Monday, December 8, 2014

Texas Supreme Court Adopts Restyled Evidence Rules

The Texas Supreme Court recently announced that it has adopted revisions to the Texas Rules of Evidence. The revisions are intended to mirror the recent style revisions to the Federal Rules of Evidence. As with the Federal Rules, the revisions to the Texas Rules are intended to make them easier to read and understand.

According to the Court, only two substantive changes have been made:

  • Amendments to Tex. R. Evid. 511 align Texas law with Fed. R. Evid. 502 on waiving privilege by voluntary disclosure.
  • Amendments to Tex.

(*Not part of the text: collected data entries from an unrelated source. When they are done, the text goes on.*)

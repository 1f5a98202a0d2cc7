//! Process configuration consumed by path calculation and bootstrap.
//!
//! Argument parsing lives in adapters; this module only holds the result
//! and knows how to fill gaps from the environment. All path fields are
//! optional so that "unset" is distinguishable from "set to empty".

use std::env;

use serde::{Deserialize, Serialize};

use crate::paths::{PathConfiguration, PathError, PathResult};

/// Overrides both library roots: `<prefix>[<delimiter><exec_prefix>]`.
pub const HOME_ENV: &str = "PYHOME";

/// Extra module search entries, prepended to the computed list.
pub const SEARCH_PATH_ENV: &str = "PYPATH";

/// Overrides the platform library directory name.
pub const PLATLIBDIR_ENV: &str = "PYPLATLIBDIR";

/// Script run before an interactive session starts.
pub const STARTUP_ENV: &str = "PYSTARTUP";

/// Forces an interactive session after the main program.
pub const INSPECT_ENV: &str = "PYINSPECT";

/// Runtime configuration for one initialization.
#[derive(Debug, Clone, PartialEq, Eq, Serialize, Deserialize)]
#[serde(default)]
pub struct RuntimeConfig {
    /// Program name as invoked (argv\[0\] of the runtime itself).
    pub program_name: Option<String>,
    /// Absolute path of the executable.
    pub executable: Option<String>,
    /// Library root override.
    pub home: Option<String>,
    /// Explicit module search path; skips computation when set.
    pub module_search_paths: Option<Vec<String>>,
    /// Installation prefix.
    pub prefix: Option<String>,
    /// Platform-dependent installation prefix.
    pub exec_prefix: Option<String>,
    /// Standard library source directory.
    pub stdlib_dir: Option<String>,
    /// Prefix of the base installation (outside any virtual environment).
    pub base_prefix: Option<String>,
    /// Exec prefix of the base installation.
    pub base_exec_prefix: Option<String>,
    /// Executable of the base installation.
    pub base_executable: Option<String>,
    /// Search path taken from the environment.
    pub pythonpath_env: Option<String>,
    /// Platform library directory name.
    pub platlibdir: Option<String>,
    /// Report failed library searches.
    pub pathconfig_warnings: bool,
    /// Read `PY*` environment variables.
    pub use_environment: bool,
    /// Isolated mode: no environment, no leading search-path entry.
    pub isolated: bool,
    /// Enter interactive mode after running the main program.
    pub inspect: bool,
    /// Treat standard input as interactive even when it is not a terminal.
    pub interactive: bool,
    /// Suppress informational output.
    pub quiet: bool,
    /// Verbose diagnostics.
    pub verbose: bool,
    /// Command string to run.
    pub run_command: Option<String>,
    /// Module to run as the main program.
    pub run_module: Option<String>,
    /// File to run.
    pub run_filename: Option<String>,
    /// Program arguments as seen by user code; `argv[0]` encodes the mode.
    pub argv: Vec<String>,
}

impl Default for RuntimeConfig {
    fn default() -> Self {
        Self {
            program_name: None,
            executable: None,
            home: None,
            module_search_paths: None,
            prefix: None,
            exec_prefix: None,
            stdlib_dir: None,
            base_prefix: None,
            base_exec_prefix: None,
            base_executable: None,
            pythonpath_env: None,
            platlibdir: None,
            pathconfig_warnings: true,
            use_environment: true,
            isolated: false,
            inspect: false,
            interactive: false,
            quiet: false,
            verbose: false,
            run_command: None,
            run_module: None,
            run_filename: None,
            argv: Vec::new(),
        }
    }
}

impl RuntimeConfig {
    /// Configuration with defaults: environment enabled, warnings on.
    pub fn new() -> Self {
        Self::default()
    }

    /// Switch to isolated mode, which also ignores the environment.
    #[must_use]
    pub const fn into_isolated(mut self) -> Self {
        self.isolated = true;
        self.use_environment = false;
        self
    }

    /// Whether a command, module or file was requested.
    pub const fn runs_code(&self) -> bool {
        self.run_command.is_some() || self.run_module.is_some() || self.run_filename.is_some()
    }

    /// Read an environment variable the way the runtime does.
    ///
    /// Returns `None` when the environment is disabled, the variable is
    /// unset, or it is empty. Non-UTF-8 values are a decode error.
    pub fn env_value(&self, name: &str) -> PathResult<Option<String>> {
        if !self.use_environment {
            return Ok(None);
        }
        match env::var_os(name) {
            None => Ok(None),
            Some(raw) => {
                let value = raw
                    .into_string()
                    .map_err(|_| PathError::decode(format!("{name} environment variable")))?;
                Ok(Some(value).filter(|v| !v.is_empty()))
            }
        }
    }

    /// Fill still-unset fields from the environment.
    ///
    /// Resolution order for each field:
    /// 1. Value already present in the config (highest priority)
    /// 2. The corresponding `PY*` environment variable
    pub fn read_environment(&mut self) -> PathResult<()> {
        if self.home.is_none() {
            self.home = self.env_value(HOME_ENV)?;
        }
        if self.pythonpath_env.is_none() {
            self.pythonpath_env = self.env_value(SEARCH_PATH_ENV)?;
        }
        if self.platlibdir.is_none() {
            self.platlibdir = self.env_value(PLATLIBDIR_ENV)?;
        }
        if !self.inspect && self.env_value(INSPECT_ENV)?.is_some() {
            self.inspect = true;
        }
        Ok(())
    }

    /// Copy computed path fields into the fields still unset here.
    ///
    /// `base_*` fields default to their non-base counterparts.
    pub fn absorb_path_config(&mut self, paths: &PathConfiguration) {
        fn fill(slot: &mut Option<String>, value: Option<&str>) {
            if slot.is_none() {
                *slot = value.map(str::to_string);
            }
        }

        if self.module_search_paths.is_none() {
            self.module_search_paths = paths.module_search_path().map(<[String]>::to_vec);
        }
        fill(&mut self.executable, paths.program_full_path());
        fill(&mut self.prefix, paths.prefix());
        fill(&mut self.exec_prefix, paths.exec_prefix());
        fill(&mut self.stdlib_dir, paths.stdlib_dir());

        let (prefix, exec_prefix, executable) = (
            self.prefix.clone(),
            self.exec_prefix.clone(),
            self.executable.clone(),
        );
        fill(&mut self.base_prefix, prefix.as_deref());
        fill(&mut self.base_exec_prefix, exec_prefix.as_deref());
        fill(&mut self.base_executable, executable.as_deref());
    }
}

R. Evid. 613 retain the requirement that a witness be given an opportunity to explain or deny (a) a prior inconsistent statement or (b) circumstances or a statement showing bias or interest, but the requirement is no longer part of the foundation that an examining attorney must lay before introducing extrinsic evidence of the statement or its circumstances.

The revisions are subject to a comment period that will end on February 28, 2015. Final approval of the revisions will be effective April 1, 2015.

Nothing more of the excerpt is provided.